It should be noted that, in the embodiment of the present invention, the "word" or "vocabulary" may include any number of chinese characters or characters, and the segmentation of the specific "word" or "vocabulary" is determined according to the situation of the text preprocessing.

As shown in fig. 2, another embodiment of the present invention provides a speech synthesis method, which specifically includes the following steps:

step 201, detecting that the speech to be synthesized includes unknown words.

The unknown words are words which are not contained in a TTS corpus but must be segmented in the speech synthesis process; in the process of speech synthesis, firstly, text preprocessing is performed on the speech to be synthesized, and the input text is converted into word vectors, and in the process of conversion, if an unknown word is detected, step 202 is executed.

Step 202, determining candidate words in the preset dictionary according to a first preset rule; the literal similarity between the candidate word and the unknown word meets a first preset condition, and the semantic similarity between the candidate word and the unknown word meets a second preset condition;

the character face similarity of the candidate words and the unknown words meets a first preset condition, and the semantic similarity meets a second preset condition; through a first preset rule, a part of candidate words are screened out from the preset dictionary firstly. The literal similarity is the literal similarity of the two words, and the semantic similarity is the semantic similarity of the two words.

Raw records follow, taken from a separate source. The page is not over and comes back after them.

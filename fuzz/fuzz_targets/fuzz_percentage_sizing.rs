#![no_main]

use arbitrary::Arbitrary;
use libfuzzer_sys::fuzz_target;
use tabula_layout::SizeAllocator;

#[derive(Debug, Arbitrary)]
struct Input {
    default_size: u8,
    available: u16,
    count: u8,
    dpi: u8,
    mins: Vec<(u8, u8)>,
    pinned: Vec<(u8, u8)>,
    hidden: Vec<u8>,
    resizes: Vec<(u8, u16)>,
}

fuzz_target!(|input: Input| {
    let count = usize::from(input.count % 48);
    let mut alloc = SizeAllocator::new(u32::from(input.default_size));
    alloc.set_dpi(96 + u32::from(input.dpi % 4) * 24);
    alloc.set_percentage_sizing(true);
    for (p, min) in input.mins.into_iter().take(16) {
        alloc.set_min_size(usize::from(p), u32::from(min));
    }
    for (p, pct) in input.pinned.into_iter().take(4) {
        alloc.set_percentage(usize::from(p), f64::from(pct % 40));
    }
    alloc.set_hidden(input.hidden.into_iter().take(8).map(usize::from));
    let available = u32::from(input.available);
    alloc.calculate_percentages(available, count);

    let total = |alloc: &SizeAllocator| -> u64 { (0..count).map(|p| u64::from(alloc.get_size(p))).sum() };
    assert_eq!(alloc.get_aggregate_size(count), total(&alloc), "aggregate drift");
    for p in 0..count {
        if alloc.is_hidden(p) {
            assert_eq!(alloc.get_size(p), 0, "hidden position has width");
        }
    }

    for (p, size) in input.resizes.into_iter().take(16) {
        alloc.set_size(usize::from(p), u32::from(size));
        let after = total(&alloc);
        assert_eq!(alloc.get_aggregate_size(count), after, "aggregate drift after resize");
    }
});
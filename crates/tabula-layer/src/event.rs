//! Events travelling up a layer stack.

use tabula_core::{Axis, IndexChange, PositionRange};

use crate::diff::StructuralDiff;

/// Positions were added, removed or moved.
#[derive(Debug, Clone, PartialEq, Eq)]
pub struct StructuralEvent {
    /// Which structure changed.
    pub axis: Axis,
    /// Diffs in the emitting layer's position space. `None` asks listeners
    /// to refresh everything.
    pub diffs: Option<Vec<StructuralDiff>>,
    /// The data-source change behind the event, if any.
    pub index_change: Option<IndexChange>,
}

impl StructuralEvent {
    /// Event carrying `diffs`.
    #[must_use]
    pub fn with_diffs(axis: Axis, diffs: Vec<StructuralDiff>) -> Self {
        Self {
            axis,
            diffs: Some(diffs),
            index_change: None,
        }
    }

    /// Event asking for a full refresh.
    #[must_use]
    pub fn refresh(axis: Axis) -> Self {
        Self {
            axis,
            diffs: None,
            index_change: None,
        }
    }

    /// True for horizontal (column) structure changes.
    #[must_use]
    pub fn is_horizontal(&self) -> bool {
        self.axis.is_horizontal()
    }
}

/// Notification emitted by a layer.
#[derive(Debug, Clone, PartialEq, Eq)]
pub enum LayerEvent {
    Structural(StructuralEvent),
    /// Sizes or the visible window changed; positions did not.
    Visual { axis: Axis, range: PositionRange },
}

impl LayerEvent {
    /// Axis the event concerns.
    #[must_use]
    pub fn axis(&self) -> Axis {
        match self {
            Self::Structural(event) => event.axis,
            Self::Visual { axis, .. } => *axis,
        }
    }

    /// Diffs of a structural event.
    #[must_use]
    pub fn diffs(&self) -> Option<&[StructuralDiff]> {
        match self {
            Self::Structural(event) => event.diffs.as_deref(),
            Self::Visual { .. } => None,
        }
    }
}

impl From<StructuralEvent> for LayerEvent {
    fn from(event: StructuralEvent) -> Self {
        Self::Structural(event)
    }
}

Step 203, determining a target candidate word with the highest similarity to the unknown word in the candidate words according to a second preset rule; the similarity comprises literal similarity and semantic similarity.

After a part of candidate words are screened out from the preset dictionary, the candidate words with the highest similarity are screened out from the candidate words to serve as target candidate words according to a second preset rule; the similarity comprises the literal similarity and the semantic similarity, and the target candidate words similar to the unknown words are screened through two dimensions, so that the accuracy of replacing the unknown words by the target candidate words is ensured.

And step 204, replacing the unknown word with the target candidate word, and performing voice synthesis.

Specifically, the target candidate word is substituted for the position of the unknown word in the sentence of the voice to be synthesized, and voice synthesis is performed; in the speech synthesis process, usually sentence-by-sentence synthesis is performed, in the sentence where the synthesized unknown word is located, the target candidate word is substituted for the position of the unknown word in the sentence in the speech to be synthesized, and then text preprocessing is performed on the sentence.

And (3) performing vectorization processing on the target candidate words by adopting a preset tool, and inputting the word vectors into a preset language model to finally synthesize the voice.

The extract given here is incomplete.